Breaking The Piggy Bank And Throwing It Away
It’s Friday desk clearing time for this blogger. “A group of B.C. condo owners say they were unfairly pressured by a national developer into paying much more than their condos are worth, while the developer secretly gave their neighbours big discounts. Jagdish Lal and several other buyers had agreed to pay developer Amacon a premium for the condos in 2007, when the B.C. market was hot. The condos had not yet been built. ‘This is the first developer I know who has done this — and I’m disgusted by it,’ said Jagdish Lal, who paid full price for his two-bedroom condo last year.”
“The 240-unit Surrey complex, called The Morgan, dropped significantly in market value before the units were completed early in 2009. Several owners then found their banks were no longer willing to grant mortgages for the initial price. ‘I asked Amacon for a discount,’ said Lal. ‘I said ‘I am having trouble completing.’ They said ‘no — you will be sued.’”

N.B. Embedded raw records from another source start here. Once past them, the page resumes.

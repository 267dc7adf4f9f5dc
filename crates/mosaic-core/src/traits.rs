use crate::error::Result;
use crate::types::{Document, SearchHit};

/// Text → fixed-length vector, deterministic for one `model_version`.
pub trait EmbeddingProvider: Send + Sync {
    /// Stable identifier of the model and its version; part of the artifact key.
    fn model_version(&self) -> &str;
    fn dim(&self) -> usize;
    /// Output order matches input order.
    fn embed_many(&self, texts: &[String]) -> anyhow::Result<Vec<Vec<f32>>>;

    fn embed(&self, text: &str) -> anyhow::Result<Vec<f32>> {
        self.embed_many(&[text.to_string()])?
            .pop()
            .ok_or_else(|| anyhow::anyhow!("embedder returned no vector"))
    }
}

/// Query-and-score contract of an external full-text engine.
pub trait LexicalEngine: Send + Sync {
    /// Up to `top_k` hits, already ranked by the engine.
    fn search(&self, query: &str, top_k: usize) -> Result<Vec<SearchHit>>;

    /// `title\ntext` for a stored document, if the engine keeps one.
    fn document_text(&self, _id: &str) -> Result<Option<String>> {
        Ok(None)
    }
}

pub type DocumentIter<'a> = Box<dyn Iterator<Item = Result<Document>> + 'a>;

/// A finite, restartable document sequence.
///
/// Every call to `documents` must yield the same documents in the same order
/// for the same `snapshot_id`.
pub trait CorpusSource: Send + Sync {
    fn snapshot_id(&self) -> &str;
    fn documents(&self) -> Result<DocumentIter<'_>>;
}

“‘We never thought of holding out, because it’s never been an issue for us,’ said owner John Miller, who also paid full price. ‘You sign a piece of paper, you honour your contract.’ His wife Mary said doing the right thing cost them dearly. ‘Sucker you. Too bad for you — snooze you lose. That’s the way the developer played the game,’ she said.”
“The Obama administration will give $3,000 for moving expenses to homeowners who complete such a sale—known as a short sale—or agree to turn over the deed of the property to the lender. It’s designed for homeowners who are in financial trouble but don’t qualify for the administration’s $75 billion mortgage modification program.”
“A short sale appears to be the only way out for Brandee Chambers of Las Vegas. She got into trouble during the housing boom by taking out a risky loan against her home and using the money to buy two investment properties in Phoenix. She later lost those two properties to foreclosure, and now she is trying to sell the home she lives in for $209,000, but the mortgage balance is $350,000.”
“Chambers, who owns two hair salons, says she would rather stay in her home, where she lives with her 14-year old son. But she had no luck getting help with her loan. She said she’s resigned to scaling back her lifestyle and renting out an apartment. ‘I’ve had to accept a lot in the last year,’ she says.”
“As the Treasury Department released the updated March figures this week, a congressional oversight group panned the $50 billion plan, saying it’s not keeping up with the pace of the housing crisis and that so called ‘permanent’ modifications, which are really only good for five years, are just delaying the inevitable; more mortgage defaults. ‘The redefaults signal the worst form of failure of the program: billions of taxpayer dollars will have been spent to delay rather than prevent foreclosures,’ the Congressional Oversight Panel report stated.”
“One problem in Florida, which is noted in the congressional report, is the high number of homes where the borrower owes more on the loan than the home is worth. That’s the situation for Margate resident Wayne Henthorn, who bought his home in 2007 and is now about $120,000 underwater. Henthorn, requested a loan modification in July 2009 after the birth of his second child. Even with both he and his wife working they struggled to pay for day care and the mortgage.”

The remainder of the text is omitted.